Dataset entries
########################################

//! In-memory tray store.
//!
//! Backs tests and credential-less dev runs. Seeding is explicit via
//! [`MemoryTrayStore::seed`] — there is no lazy first-access initialisation.

use std::collections::HashMap;
use std::sync::RwLock;

use async_trait::async_trait;
use chrono::Utc;
use uuid::Uuid;

use couvoir_core::tray::{Door, Position, Tray};

use crate::{StoreError, TrayStore, TrayUpdate};

#[derive(Default)]
pub struct MemoryTrayStore {
    trays: RwLock<HashMap<Uuid, Tray>>,
}

impl MemoryTrayStore {
    pub fn new() -> Self {
        Self::default()
    }

    /// Replace the stored records wholesale.
    pub fn seed(&self, trays: Vec<Tray>) {
        let mut map = self.trays.write().expect("trays lock poisoned");
        map.clear();
        map.extend(trays.into_iter().map(|t| (t.id, t)));
    }

    pub fn len(&self) -> usize {
        self.trays.read().expect("trays lock poisoned").len()
    }

    pub fn is_empty(&self) -> bool {
        self.len() == 0
    }
}

#[async_trait]
impl TrayStore for MemoryTrayStore {
    async fn insert(&self, tray: &Tray) -> Result<Tray, StoreError> {
        // Slot check and insert under one write lock: concurrent creates on
        // the same slot serialize here.
        let mut map = self.trays.write().expect("trays lock poisoned");
        let occupied = map.values().any(|t| {
            !t.removed && t.door == tray.door && t.row == tray.row && t.position == tray.position
        });
        if occupied {
            return Err(StoreError::SlotOccupied);
        }
        map.insert(tray.id, tray.clone());
        Ok(tray.clone())
    }

    async fn find_by_id(&self, id: Uuid) -> Result<Option<Tray>, StoreError> {
        Ok(self.trays.read().expect("trays lock poisoned").get(&id).cloned())
    }

    async fn find_all(&self) -> Result<Vec<Tray>, StoreError> {
        let map = self.trays.read().expect("trays lock poisoned");
        let mut trays: Vec<Tray> = map.values().cloned().collect();
        trays.sort_by(|a, b| b.added_date.cmp(&a.added_date));
        Ok(trays)
    }

    async fn find_active(&self) -> Result<Vec<Tray>, StoreError> {
        let map = self.trays.read().expect("trays lock poisoned");
        let mut trays: Vec<Tray> = map.values().filter(|t| !t.removed).cloned().collect();
        trays.sort_by(|a, b| a.added_date.cmp(&b.added_date));
        Ok(trays)
    }

    async fn find_active_in_slot(
        &self,
        door: Door,
        row: u8,
        position: Position,
    ) -> Result<Option<Tray>, StoreError> {
        let map = self.trays.read().expect("trays lock poisoned");
        Ok(map
            .values()
            .find(|t| !t.removed && t.door == door && t.row == row && t.position == position)
            .cloned())
    }

    async fn update(&self, id: Uuid, update: TrayUpdate) -> Result<Option<Tray>, StoreError> {
        let mut map = self.trays.write().expect("trays lock poisoned");
        let Some(tray) = map.get_mut(&id) else {
            return Ok(None);
        };
        if let Some(removed) = update.removed {
            tray.removed = removed;
        }
        if let Some(removed_date) = update.removed_date {
            tray.removed_date = Some(removed_date);
        }
        if let Some(sent) = update.notification_sent {
            tray.notification_sent = sent;
        }
        if let Some(notes) = update.notes {
            tray.notes = Some(notes);
        }
        tray.updated_at = Utc::now();
        Ok(Some(tray.clone()))
    }

    async fn delete(&self, id: Uuid) -> Result<bool, StoreError> {
        let mut map = self.trays.write().expect("trays lock poisoned");
        Ok(map.remove(&id).is_some())
    }
}

#[cfg(test)]
mod tests {
    use super::*;
    use chrono::Duration;
    use couvoir_core::tray::{EggType, TrayInput};

    fn input(door: Door, row: u8, position: Position) -> TrayInput {
        TrayInput {
            door,
            row,
            position,
            egg_type: None,
            added_date: None,
            notes: None,
        }
    }

    fn tray(door: Door, row: u8, position: Position) -> Tray {
        Tray::from_input(input(door, row, position), Utc::now())
    }

    #[tokio::test]
    async fn slot_exclusivity() {
        let store = MemoryTrayStore::new();
        store
            .insert(&tray(Door::Left, 1, Position::Left))
            .await
            .unwrap();
        let second = store.insert(&tray(Door::Left, 1, Position::Left)).await;
        assert!(matches!(second, Err(StoreError::SlotOccupied)));
        // A different slot is fine.
        store
            .insert(&tray(Door::Left, 1, Position::Right))
            .await
            .unwrap();
    }

    #[tokio::test]
    async fn removed_tray_frees_the_slot() {
        let store = MemoryTrayStore::new();
        let first = store
            .insert(&tray(Door::Right, 2, Position::Left))
            .await
            .unwrap();
        store
            .update(
                first.id,
                TrayUpdate {
                    removed: Some(true),
                    removed_date: Some(Utc::now()),
                    ..Default::default()
                },
            )
            .await
            .unwrap();
        store
            .insert(&tray(Door::Right, 2, Position::Left))
            .await
            .expect("slot should be free after removal");
    }

    #[tokio::test]
    async fn round_trip_and_ordering() {
        let store = MemoryTrayStore::new();
        let now = Utc::now();

        let mut older = tray(Door::Left, 1, Position::Left);
        older.added_date = now - Duration::days(10);
        older.egg_type = EggType::Duck;
        older.notes = Some("first batch".into());
        let mut newer = tray(Door::Left, 2, Position::Left);
        newer.added_date = now - Duration::days(2);

        store.insert(&older).await.unwrap();
        store.insert(&newer).await.unwrap();

        let all = store.find_all().await.unwrap();
        assert_eq!(all.len(), 2);
        // Most recent first.
        assert_eq!(all[0].id, newer.id);
        assert_eq!(all[1].id, older.id);
        assert_eq!(all[1].egg_type, EggType::Duck);
        assert_eq!(all[1].notes.as_deref(), Some("first batch"));

        let active = store.find_active().await.unwrap();
        // Oldest first.
        assert_eq!(active[0].id, older.id);

        store
            .update(
                older.id,
                TrayUpdate {
                    removed: Some(true),
                    removed_date: Some(now),
                    ..Default::default()
                },
            )
            .await
            .unwrap();

        let active = store.find_active().await.unwrap();
        assert_eq!(active.len(), 1);
        let all = store.find_all().await.unwrap();
        assert_eq!(all.len(), 2);
        assert!(all.iter().any(|t| t.id == older.id && t.removed));
    }

    #[tokio::test]
    async fn update_unknown_id_is_none() {
        let store = MemoryTrayStore::new();
        let result = store
            .update(Uuid::new_v4(), TrayUpdate::default())
            .await
            .unwrap();
        assert!(result.is_none());
        assert!(!store.delete(Uuid::new_v4()).await.unwrap());
    }

    #[tokio::test]
    async fn seed_replaces_contents() {
        let store = MemoryTrayStore::new();
        store
            .insert(&tray(Door::Left, 1, Position::Left))
            .await
            .unwrap();
        let replacement = tray(Door::Right, 3, Position::Right);
        store.seed(vec![replacement.clone()]);
        assert_eq!(store.len(), 1);
        let found = store.find_by_id(replacement.id).await.unwrap();
        assert!(found.is_some());
    }
}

########################################

#### [Problem details]
Write all the data out again, exactly.

#### [Exercise answer]
//! In-memory tray store.
//!
//! Backs tests and credential-less dev runs. Seeding is explicit via
//! [`MemoryTrayStore::seed`] — there is no lazy first-access initialisation.

use std::collections::HashMap;
use std::sync::RwLock;

use async_trait::async_trait;
use chrono::Utc;
use uuid::Uuid;

use couvoir_core::tray::{Door, Position, Tray};

use crate::{StoreError, TrayStore, TrayUpdate};

#[derive(Default)]
pub struct MemoryTrayStore {
    trays: RwLock<HashMap<Uuid, Tray>>,
}

impl MemoryTrayStore {
    pub fn new() -> Self {
        Self::default()
    }

    /// Replace the stored records wholesale.
    pub fn seed(&self, trays: Vec<Tray>) {
        let mut map = self.trays.write().expect("trays lock poisoned");
        map.clear();
        map.extend(trays.into_iter().map(|t| (t.id, t)));
    }

    pub fn len(&self) -> usize {
        self.trays.read().expect("trays lock poisoned").len()
    }

    pub fn is_empty(&self) -> bool {
        self.len() == 0
    }
}

#[async_trait]
impl TrayStore for MemoryTrayStore {
    async fn insert(&self, tray: &Tray) -> Result<Tray, StoreError> {
        // Slot check and insert under one write lock: concurrent creates on
        // the same slot serialize here.
        let mut map = self.trays.write().expect("trays lock poisoned");
        let occupied = map.values().any(|t| {
            !t.removed && t.door == tray.door && t.row == tray.row && t.position == tray.position
        });
        if occupied {
            return Err(StoreError::SlotOccupied);
        }
        map.insert(tray.id, tray.clone());
        Ok(tray.clone())
    }

    async fn find_by_id(&self, id: Uuid) -> Result<Option<Tray>, StoreError> {
        Ok(self.trays.read().expect("trays lock poisoned").get(&id).cloned())
    }

    async fn find_all(&self) -> Result<Vec<Tray>, StoreError> {
        let map = self.trays.read().expect("trays lock poisoned");
        let mut trays: Vec<Tray> = map.values().cloned().collect();
        trays.sort_by(|a, b| b.added_date.cmp(&a.added_date));
        Ok(trays)
    }

    async fn find_active(&self) -> Result<Vec<Tray>, StoreError> {
        let map = self.trays.read().expect("trays lock poisoned");
        let mut trays: Vec<Tray> = map.values().filter(|t| !t.removed).cloned().collect();
        trays.sort_by(|a, b| a.added_date.cmp(&b.added_date));
        Ok(trays)
    }

    async fn find_active_in_slot(
        &self,
        door: Door,
        row: u8,
        position: Position,
    ) -> Result<Option<Tray>, StoreError> {
        let map = self.trays.read().expect("trays lock poisoned");
        Ok(map
            .values()
            .find(|t| !t.removed && t.door == door && t.row == row && t.position == position)
            .cloned())
    }

    async fn update(&self, id: Uuid, update: TrayUpdate) -> Result<Option<Tray>, StoreError> {
        let mut map = self.trays.write().expect("trays lock poisoned");
        let Some(tray) = map.get_mut(&id) else {
            return Ok(None);
        };
        if let Some(removed) = update.removed {
            tray.removed = removed;
        }
        if let Some(removed_date) = update.removed_date {
            tray.removed_date = Some(removed_date);
        }
        if let Some(sent) = update.notification_sent {
            tray.notification_sent = sent;
        }
        if let Some(notes) = update.notes {
            tray.notes = Some(notes);
        }
        tray.updated_at = Utc::now();
        Ok(Some(tray.clone()))
    }

    async fn delete(&self, id: Uuid) -> Result<bool, StoreError> {
        let mut map = self.trays.write().expect("trays lock poisoned");
        Ok(map.remove(&id).is_some())
    }
}

#[cfg(test)]
mod tests {
    use super::*;
    use chrono::Duration;
    use couvoir_core::tray::{EggType, TrayInput};

    fn input(door: Door, row: u8, position: Position) -> TrayInput {
        TrayInput {
            door,
            row,
            position,
            egg_type: None,
            added_date: None,
            notes: None,
        }
    }

    fn tray(door: Door, row: u8, position: Position) -> Tray {
        Tray::from_input(input(door, row, position), Utc::now())
    }

    #[tokio::test]
    async fn slot_exclusivity() {
        let store = MemoryTrayStore::new();
        store
            .insert(&tray(Door::Left, 1, Position::Left))
            .await
            .unwrap();
        let second = store.insert(&tray(Door::Left, 1, Position::Left)).await;
        assert!(matches!(second, Err(StoreError::SlotOccupied)));
        // A different slot is fine.
        store
            .insert(&tray(Door::Left, 1, Position::Right))
            .await
            .unwrap();
    }

    #[tokio::test]
    async fn removed_tray_frees_the_slot() {
        let store = MemoryTrayStore::new();
        let first = store
            .insert(&tray(Door::Right, 2, Position::Left))
            .await
            .unwrap();
        store
            .update(
                first.id,
                TrayUpdate {
                    removed: Some(true),
                    removed_date: Some(Utc::now()),
                    ..Default::default()
                },
            )
            .await
            .unwrap();
        store
            .insert(&tray(Door::Right, 2, Position::Left))
            .await
            .expect("slot should be free after removal");
    }

    #[tokio::test]
    async fn round_trip_and_ordering() {
        let store = MemoryTrayStore::new();
        let now = Utc::now();

        let mut older = tray(Door::Left, 1, Position::Left);
        older.added_date = now - Duration::days(10);
        older.egg_type = EggType::Duck;
        older.notes = Some("first batch".into());
        let mut newer = tray(Door::Left, 2, Position::Left);
        newer.added_date = now - Duration::days(2);

        store.insert(&older).await.unwrap();
        store.insert(&newer).await.unwrap();

        let all = store.find_all().await.unwrap();
        assert_eq!(all.len(), 2);
        // Most recent first.
        assert_eq!(all[0].id, newer.id);
        assert_eq!(all[1].id, older.id);
        assert_eq!(all[1].egg_type, EggType::Duck);
        assert_eq!(all[1].notes.as_deref(), Some("first batch"));

        let active = store.find_active().await.unwrap();
        // Oldest first.
        assert_eq!(active[0].id, older.id);

        store
            .update(
                older.id,
                TrayUpdate {
                    removed: Some(true),
                    removed_date: Some(now),
                    ..Default::default()
                },
            )
            .await
            .unwrap();

        let active = store.find_active().await.unwrap();
        assert_eq!(active.len(), 1);
        let all = store.find_all().await.unwrap();
        assert_eq!(all.len(), 2);
        assert!(all.iter().any(|t| t.id == older.id && t.removed));
    }

    #[tokio::test]
    async fn update_unknown_id_is_none() {
        let store = MemoryTrayStore::new();
        let result = store
            .update(Uuid::new_v4(), TrayUpdate::default())
            .await
            .unwrap();
        assert!(result.is_none());
        assert!(!store.delete(Uuid::new_v4()).await.unwrap());
    }

    #[tokio::test]
    async fn seed_replaces_contents() {
        let store = MemoryTrayStore::new();
        store
            .insert(&tray(Door::Left, 1, Position::Left))
            .await
            .unwrap();
        let replacement = tray(Door::Right, 3, Position::Right);
        store.seed(vec![replacement.clone()]);
        assert_eq!(store.len(), 1);
        let found = store.find_by_id(replacement.id).await.unwrap();
        assert!(found.is_some());
    }
}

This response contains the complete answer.